== INPUT MATERIAL
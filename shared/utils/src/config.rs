use config::{Config, ConfigError, Environment, File};
use serde::{Deserialize, Serialize};
use std::env;
use std::path::PathBuf;

/// Credential read when `llm.api_key` is not set through the config sources.
pub const API_KEY_ENV_VAR: &str = "OPENAI_API_KEY";

#[derive(Debug, Clone, Default, Serialize, Deserialize)]
#[serde(default)]
pub struct AppConfig {
    pub server: ServerConfig,
    pub uploads: UploadConfig,
    pub llm: LlmConfig,
    pub ocr: OcrConfig,
    pub logging: LoggingConfig,
}

#[derive(Debug, Clone, Serialize, Deserialize)]
#[serde(default)]
pub struct ServerConfig {
    pub host: String,
    pub port: u16,
}

#[derive(Debug, Clone, Serialize, Deserialize)]
#[serde(default)]
pub struct UploadConfig {
    pub directory: PathBuf,
}

#[derive(Debug, Clone, Serialize, Deserialize)]
#[serde(default)]
pub struct LlmConfig {
    pub api_url: String,
    pub api_key: Option<String>,
    pub model: String,
    pub max_tokens: u32,
    pub temperature: f32,
    pub timeout_seconds: u64,
}

#[derive(Debug, Clone, Serialize, Deserialize)]
#[serde(default)]
pub struct OcrConfig {
    pub tesseract_path: String,
    pub language: String,
}

#[derive(Debug, Clone, Serialize, Deserialize)]
#[serde(default)]
pub struct LoggingConfig {
    pub level: String,
    pub format: String,
    pub file_path: Option<String>,
}

impl AppConfig {
    pub fn load() -> Result<Self, ConfigError> {
        // Load .env file if it exists
        dotenvy::dotenv().ok();

        let config = Config::builder()
            .add_source(File::with_name("config/default").required(false))
            .add_source(
                File::with_name(&format!(
                    "config/{}",
                    env::var("ENVIRONMENT").unwrap_or_else(|_| "development".into())
                ))
                .required(false),
            )
            // Add local config (gitignored)
            .add_source(File::with_name("config/local").required(false))
            .add_source(Environment::with_prefix("POSTLENS").separator("__"));

        let mut app_config: AppConfig = config.build()?.try_deserialize()?;
        app_config.llm.resolve_api_key(env::var(API_KEY_ENV_VAR).ok());
        Ok(app_config)
    }
}

impl LlmConfig {
    /// Fill in the key from the environment unless one is already configured.
    /// Blank keys count as missing.
    pub fn resolve_api_key(&mut self, from_env: Option<String>) {
        let configured = self.api_key.take().filter(|key| !key.trim().is_empty());
        self.api_key = configured.or_else(|| from_env.filter(|key| !key.trim().is_empty()));
    }

    pub fn is_configured(&self) -> bool {
        self.api_key.is_some()
    }
}

impl Default for ServerConfig {
    fn default() -> Self {
        Self {
            host: "0.0.0.0".to_string(),
            port: 5000,
        }
    }
}

impl Default for UploadConfig {
    fn default() -> Self {
        Self {
            directory: PathBuf::from("uploads"),
        }
    }
}

impl Default for LlmConfig {
    fn default() -> Self {
        Self {
            api_url: "https://api.openai.com/v1".to_string(),
            api_key: None,
            model: "gpt-3.5-turbo".to_string(),
            max_tokens: 500,
            temperature: 0.7,
            timeout_seconds: 60,
        }
    }
}

impl Default for OcrConfig {
    fn default() -> Self {
        Self {
            tesseract_path: "tesseract".to_string(),
            language: "eng".to_string(),
        }
    }
}

impl Default for LoggingConfig {
    fn default() -> Self {
        Self {
            level: "info".to_string(),
            format: "json".to_string(),
            file_path: None,
        }
    }
}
====
*TASK PROMPT*. Transcribe exactly the lines from the one containing "self.api_key.is_some()" through the end of the records, both included, and nothing else.

*FINISHED EXERCISE*.
        self.api_key.is_some()
    }
}

impl Default for ServerConfig {
    fn default() -> Self {
        Self {
            host: "0.0.0.0".to_string(),
            port: 5000,
        }
    }
}

impl Default for UploadConfig {
    fn default() -> Self {
        Self {
            directory: PathBuf::from("uploads"),
        }
    }
}

impl Default for LlmConfig {
    fn default() -> Self {
        Self {
            api_url: "https://api.openai.com/v1".to_string(),
            api_key: None,
            model: "gpt-3.5-turbo".to_string(),
            max_tokens: 500,
            temperature: 0.7,
            timeout_seconds: 60,
        }
    }
}

impl Default for OcrConfig {
    fn default() -> Self {
        Self {
            tesseract_path: "tesseract".to_string(),
            language: "eng".to_string(),
        }
    }
}

impl Default for LoggingConfig {
    fn default() -> Self {
        Self {
            level: "info".to_string(),
            format: "json".to_string(),
            file_path: None,
        }
    }
}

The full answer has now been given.